• **PROBLEM REQUIREMENTS**
Would you reproduce, without any alteration, the lines from the opening line of the entries through the line that has "use tracing::debug;" in it?

BEGIN RECORDS FOR THIS EXERCISE

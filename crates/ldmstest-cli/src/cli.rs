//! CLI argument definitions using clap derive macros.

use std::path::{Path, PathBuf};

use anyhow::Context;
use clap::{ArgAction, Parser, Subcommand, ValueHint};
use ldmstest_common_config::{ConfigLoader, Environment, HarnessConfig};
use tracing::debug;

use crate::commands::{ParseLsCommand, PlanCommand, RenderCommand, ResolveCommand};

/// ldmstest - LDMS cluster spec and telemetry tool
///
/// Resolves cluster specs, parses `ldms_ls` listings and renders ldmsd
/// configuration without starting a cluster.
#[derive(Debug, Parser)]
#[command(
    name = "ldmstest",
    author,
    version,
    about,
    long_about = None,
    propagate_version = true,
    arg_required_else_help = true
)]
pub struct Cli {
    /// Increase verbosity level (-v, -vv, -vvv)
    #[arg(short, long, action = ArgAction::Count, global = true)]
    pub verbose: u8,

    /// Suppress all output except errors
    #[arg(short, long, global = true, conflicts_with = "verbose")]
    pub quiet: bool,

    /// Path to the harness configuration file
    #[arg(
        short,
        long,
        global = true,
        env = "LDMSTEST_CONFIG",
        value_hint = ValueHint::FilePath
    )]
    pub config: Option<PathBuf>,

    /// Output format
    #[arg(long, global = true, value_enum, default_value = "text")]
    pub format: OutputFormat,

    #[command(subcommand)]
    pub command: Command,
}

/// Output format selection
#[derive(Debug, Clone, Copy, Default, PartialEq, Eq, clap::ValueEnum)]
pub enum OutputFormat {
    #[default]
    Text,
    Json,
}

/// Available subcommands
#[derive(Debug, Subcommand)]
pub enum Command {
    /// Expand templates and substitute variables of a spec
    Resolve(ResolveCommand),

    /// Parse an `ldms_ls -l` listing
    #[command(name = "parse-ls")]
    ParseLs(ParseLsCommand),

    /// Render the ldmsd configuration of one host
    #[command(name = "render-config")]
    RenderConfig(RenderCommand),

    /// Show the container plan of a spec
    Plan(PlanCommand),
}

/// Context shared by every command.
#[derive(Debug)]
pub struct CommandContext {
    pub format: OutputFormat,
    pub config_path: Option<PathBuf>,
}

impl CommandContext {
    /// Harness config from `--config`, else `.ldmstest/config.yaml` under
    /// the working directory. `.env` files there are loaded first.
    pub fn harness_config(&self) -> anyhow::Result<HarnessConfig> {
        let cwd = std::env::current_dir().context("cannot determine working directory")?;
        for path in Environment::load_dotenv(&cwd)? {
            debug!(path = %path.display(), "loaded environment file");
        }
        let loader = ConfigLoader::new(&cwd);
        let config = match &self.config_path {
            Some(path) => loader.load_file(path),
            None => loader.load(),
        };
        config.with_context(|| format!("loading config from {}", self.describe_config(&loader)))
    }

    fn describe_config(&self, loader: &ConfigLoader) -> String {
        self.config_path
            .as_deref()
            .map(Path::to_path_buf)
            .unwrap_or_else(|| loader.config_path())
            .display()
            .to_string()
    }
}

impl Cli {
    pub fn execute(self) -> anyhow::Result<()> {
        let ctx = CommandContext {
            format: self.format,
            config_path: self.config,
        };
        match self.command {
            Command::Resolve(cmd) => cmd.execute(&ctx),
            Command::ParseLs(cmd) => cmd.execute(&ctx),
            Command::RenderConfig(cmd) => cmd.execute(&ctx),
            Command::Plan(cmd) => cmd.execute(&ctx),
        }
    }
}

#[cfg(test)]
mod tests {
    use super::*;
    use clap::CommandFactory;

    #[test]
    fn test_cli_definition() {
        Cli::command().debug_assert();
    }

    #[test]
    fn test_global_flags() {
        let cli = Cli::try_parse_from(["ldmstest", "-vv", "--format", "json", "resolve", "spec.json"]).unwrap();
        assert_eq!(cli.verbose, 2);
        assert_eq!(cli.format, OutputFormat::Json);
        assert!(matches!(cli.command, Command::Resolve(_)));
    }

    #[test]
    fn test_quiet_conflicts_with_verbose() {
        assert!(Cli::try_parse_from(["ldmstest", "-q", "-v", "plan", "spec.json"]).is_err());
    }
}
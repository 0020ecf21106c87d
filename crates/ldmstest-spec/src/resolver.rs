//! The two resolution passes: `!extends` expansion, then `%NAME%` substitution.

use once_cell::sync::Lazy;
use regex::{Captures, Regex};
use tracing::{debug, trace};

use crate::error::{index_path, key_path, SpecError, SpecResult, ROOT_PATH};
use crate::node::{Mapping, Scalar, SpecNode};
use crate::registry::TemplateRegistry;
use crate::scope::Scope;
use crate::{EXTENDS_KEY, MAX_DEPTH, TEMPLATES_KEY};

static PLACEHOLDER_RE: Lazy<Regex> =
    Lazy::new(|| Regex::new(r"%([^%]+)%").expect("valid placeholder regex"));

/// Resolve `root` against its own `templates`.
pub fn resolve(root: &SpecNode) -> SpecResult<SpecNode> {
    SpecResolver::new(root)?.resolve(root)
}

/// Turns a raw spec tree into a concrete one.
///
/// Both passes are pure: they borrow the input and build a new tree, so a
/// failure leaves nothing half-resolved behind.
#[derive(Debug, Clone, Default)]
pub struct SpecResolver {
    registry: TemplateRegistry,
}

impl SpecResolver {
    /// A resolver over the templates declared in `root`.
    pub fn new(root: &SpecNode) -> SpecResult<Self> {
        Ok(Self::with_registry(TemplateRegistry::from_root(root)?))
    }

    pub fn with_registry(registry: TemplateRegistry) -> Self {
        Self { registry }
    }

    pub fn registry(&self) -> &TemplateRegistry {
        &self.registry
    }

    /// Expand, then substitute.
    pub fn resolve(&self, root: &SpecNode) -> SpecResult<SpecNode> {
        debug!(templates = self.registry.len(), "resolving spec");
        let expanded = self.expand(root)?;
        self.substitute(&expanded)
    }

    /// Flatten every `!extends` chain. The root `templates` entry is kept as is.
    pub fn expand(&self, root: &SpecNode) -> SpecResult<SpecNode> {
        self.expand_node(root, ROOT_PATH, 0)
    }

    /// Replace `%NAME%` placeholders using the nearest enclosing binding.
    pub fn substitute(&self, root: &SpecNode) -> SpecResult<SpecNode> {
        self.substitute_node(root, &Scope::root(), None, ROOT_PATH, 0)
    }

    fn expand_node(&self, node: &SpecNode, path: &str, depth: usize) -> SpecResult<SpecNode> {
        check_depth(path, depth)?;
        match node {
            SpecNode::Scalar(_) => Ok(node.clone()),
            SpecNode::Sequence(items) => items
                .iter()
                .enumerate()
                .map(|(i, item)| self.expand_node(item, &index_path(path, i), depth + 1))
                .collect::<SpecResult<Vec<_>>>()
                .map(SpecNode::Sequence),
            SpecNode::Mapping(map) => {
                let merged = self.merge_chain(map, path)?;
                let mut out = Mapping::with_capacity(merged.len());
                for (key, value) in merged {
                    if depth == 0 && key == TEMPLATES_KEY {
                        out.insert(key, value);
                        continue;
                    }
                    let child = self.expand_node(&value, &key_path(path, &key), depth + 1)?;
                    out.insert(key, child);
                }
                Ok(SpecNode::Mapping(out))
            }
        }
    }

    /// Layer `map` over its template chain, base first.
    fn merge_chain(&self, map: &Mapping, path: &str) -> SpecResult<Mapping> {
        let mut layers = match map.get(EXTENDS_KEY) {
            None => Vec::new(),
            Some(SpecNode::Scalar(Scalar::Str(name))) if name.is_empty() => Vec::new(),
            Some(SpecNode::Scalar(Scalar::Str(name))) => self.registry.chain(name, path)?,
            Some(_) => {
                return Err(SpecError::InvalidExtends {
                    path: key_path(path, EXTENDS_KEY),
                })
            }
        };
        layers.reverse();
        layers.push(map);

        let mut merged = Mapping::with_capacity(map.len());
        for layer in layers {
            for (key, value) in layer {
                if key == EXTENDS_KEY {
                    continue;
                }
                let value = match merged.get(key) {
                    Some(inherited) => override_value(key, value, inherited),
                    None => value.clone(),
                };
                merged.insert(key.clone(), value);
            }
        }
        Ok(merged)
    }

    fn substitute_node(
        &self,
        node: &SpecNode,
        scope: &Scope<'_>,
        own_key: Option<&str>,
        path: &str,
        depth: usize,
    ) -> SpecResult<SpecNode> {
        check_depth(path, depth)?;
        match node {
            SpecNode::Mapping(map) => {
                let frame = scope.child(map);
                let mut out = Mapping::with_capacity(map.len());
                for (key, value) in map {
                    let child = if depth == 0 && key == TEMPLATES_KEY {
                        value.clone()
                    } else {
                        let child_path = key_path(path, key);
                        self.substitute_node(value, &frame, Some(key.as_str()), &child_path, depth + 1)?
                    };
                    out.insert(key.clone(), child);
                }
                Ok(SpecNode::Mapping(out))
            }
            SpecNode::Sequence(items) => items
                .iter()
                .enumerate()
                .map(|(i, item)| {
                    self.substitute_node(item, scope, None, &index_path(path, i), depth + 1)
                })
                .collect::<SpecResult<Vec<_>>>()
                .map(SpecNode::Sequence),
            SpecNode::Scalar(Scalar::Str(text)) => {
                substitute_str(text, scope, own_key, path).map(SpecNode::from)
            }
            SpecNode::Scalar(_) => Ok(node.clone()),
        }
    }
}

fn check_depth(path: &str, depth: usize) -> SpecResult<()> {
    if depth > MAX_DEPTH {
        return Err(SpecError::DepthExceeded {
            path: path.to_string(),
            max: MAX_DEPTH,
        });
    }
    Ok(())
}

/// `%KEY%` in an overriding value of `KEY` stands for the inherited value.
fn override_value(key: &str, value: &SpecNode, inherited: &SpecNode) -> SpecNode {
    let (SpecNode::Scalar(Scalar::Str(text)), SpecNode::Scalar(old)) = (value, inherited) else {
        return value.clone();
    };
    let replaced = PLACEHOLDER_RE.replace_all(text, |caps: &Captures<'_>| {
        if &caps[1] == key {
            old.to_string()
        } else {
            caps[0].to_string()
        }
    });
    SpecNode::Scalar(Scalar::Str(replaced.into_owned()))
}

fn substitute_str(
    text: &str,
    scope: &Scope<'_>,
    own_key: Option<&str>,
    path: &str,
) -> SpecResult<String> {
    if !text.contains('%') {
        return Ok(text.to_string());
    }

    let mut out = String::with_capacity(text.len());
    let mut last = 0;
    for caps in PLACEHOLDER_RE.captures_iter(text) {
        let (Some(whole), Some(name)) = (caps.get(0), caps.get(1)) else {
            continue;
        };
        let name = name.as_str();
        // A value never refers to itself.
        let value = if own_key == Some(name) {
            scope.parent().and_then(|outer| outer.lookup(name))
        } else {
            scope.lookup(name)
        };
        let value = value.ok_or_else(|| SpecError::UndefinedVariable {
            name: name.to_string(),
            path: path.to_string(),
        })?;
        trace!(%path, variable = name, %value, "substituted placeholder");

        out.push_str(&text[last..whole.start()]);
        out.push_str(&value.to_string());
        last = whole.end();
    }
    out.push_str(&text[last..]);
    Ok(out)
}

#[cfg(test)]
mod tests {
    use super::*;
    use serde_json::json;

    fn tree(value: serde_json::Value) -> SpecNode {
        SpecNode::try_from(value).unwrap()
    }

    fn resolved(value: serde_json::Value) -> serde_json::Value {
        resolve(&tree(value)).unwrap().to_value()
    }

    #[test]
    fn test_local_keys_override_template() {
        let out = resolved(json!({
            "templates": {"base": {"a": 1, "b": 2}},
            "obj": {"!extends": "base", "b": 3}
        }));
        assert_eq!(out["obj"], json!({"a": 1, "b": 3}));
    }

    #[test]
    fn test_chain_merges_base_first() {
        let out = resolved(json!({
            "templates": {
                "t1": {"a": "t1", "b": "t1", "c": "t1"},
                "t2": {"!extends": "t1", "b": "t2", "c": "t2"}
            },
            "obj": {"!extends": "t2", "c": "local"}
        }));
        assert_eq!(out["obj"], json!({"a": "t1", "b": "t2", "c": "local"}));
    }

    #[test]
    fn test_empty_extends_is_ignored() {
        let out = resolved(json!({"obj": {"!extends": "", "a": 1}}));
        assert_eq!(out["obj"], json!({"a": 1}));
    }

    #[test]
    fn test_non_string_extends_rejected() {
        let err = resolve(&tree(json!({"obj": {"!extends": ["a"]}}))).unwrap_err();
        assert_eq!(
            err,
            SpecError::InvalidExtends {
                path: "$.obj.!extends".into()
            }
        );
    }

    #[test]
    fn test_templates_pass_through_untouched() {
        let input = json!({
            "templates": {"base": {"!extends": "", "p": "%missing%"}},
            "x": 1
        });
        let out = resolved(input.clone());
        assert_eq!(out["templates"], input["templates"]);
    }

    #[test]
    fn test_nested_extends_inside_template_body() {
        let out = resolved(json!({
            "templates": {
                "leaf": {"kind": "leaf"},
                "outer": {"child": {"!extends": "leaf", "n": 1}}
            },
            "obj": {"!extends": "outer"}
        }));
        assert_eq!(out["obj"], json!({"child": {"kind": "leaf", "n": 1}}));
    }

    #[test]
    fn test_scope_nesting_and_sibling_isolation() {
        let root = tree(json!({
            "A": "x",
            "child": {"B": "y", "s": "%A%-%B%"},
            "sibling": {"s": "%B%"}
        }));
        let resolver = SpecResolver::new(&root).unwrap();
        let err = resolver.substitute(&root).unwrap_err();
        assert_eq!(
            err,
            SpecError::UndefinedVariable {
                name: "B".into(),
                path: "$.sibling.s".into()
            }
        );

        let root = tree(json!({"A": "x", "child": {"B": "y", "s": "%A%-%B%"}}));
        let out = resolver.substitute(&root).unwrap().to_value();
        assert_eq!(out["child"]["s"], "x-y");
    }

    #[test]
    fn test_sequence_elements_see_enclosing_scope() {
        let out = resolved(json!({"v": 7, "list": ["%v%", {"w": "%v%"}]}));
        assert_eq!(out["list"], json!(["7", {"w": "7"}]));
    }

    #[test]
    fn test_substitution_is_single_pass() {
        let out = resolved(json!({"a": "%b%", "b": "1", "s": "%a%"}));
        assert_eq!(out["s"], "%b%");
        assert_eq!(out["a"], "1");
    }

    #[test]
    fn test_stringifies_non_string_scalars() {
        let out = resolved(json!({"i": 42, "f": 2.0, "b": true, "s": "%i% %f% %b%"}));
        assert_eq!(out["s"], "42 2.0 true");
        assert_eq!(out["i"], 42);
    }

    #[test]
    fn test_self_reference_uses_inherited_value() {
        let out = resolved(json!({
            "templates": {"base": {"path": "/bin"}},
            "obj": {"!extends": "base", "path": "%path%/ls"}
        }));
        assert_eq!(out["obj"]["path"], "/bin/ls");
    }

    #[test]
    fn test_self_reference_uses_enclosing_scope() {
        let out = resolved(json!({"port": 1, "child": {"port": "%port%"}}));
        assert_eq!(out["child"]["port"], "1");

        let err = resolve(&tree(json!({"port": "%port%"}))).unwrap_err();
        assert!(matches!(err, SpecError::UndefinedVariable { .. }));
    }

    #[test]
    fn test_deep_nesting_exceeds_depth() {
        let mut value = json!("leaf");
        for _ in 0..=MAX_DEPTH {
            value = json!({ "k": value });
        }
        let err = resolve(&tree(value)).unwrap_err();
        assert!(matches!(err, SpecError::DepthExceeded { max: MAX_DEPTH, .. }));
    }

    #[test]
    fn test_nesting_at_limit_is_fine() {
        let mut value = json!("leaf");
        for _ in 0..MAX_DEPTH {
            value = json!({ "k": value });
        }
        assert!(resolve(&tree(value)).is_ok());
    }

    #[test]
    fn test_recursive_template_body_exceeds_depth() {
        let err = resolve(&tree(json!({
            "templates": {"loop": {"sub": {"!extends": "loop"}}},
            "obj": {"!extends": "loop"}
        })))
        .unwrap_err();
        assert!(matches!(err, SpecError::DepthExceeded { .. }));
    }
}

END RECORDS FOR THIS EXERCISE

• **WRITTEN SOLUTION**
filename crates/ldmstest-cli/src/cli.rs
//! CLI argument definitions using clap derive macros.

use std::path::{Path, PathBuf};

use anyhow::Context;
use clap::{ArgAction, Parser, Subcommand, ValueHint};
use ldmstest_common_config::{ConfigLoader, Environment, HarnessConfig};
use tracing::debug;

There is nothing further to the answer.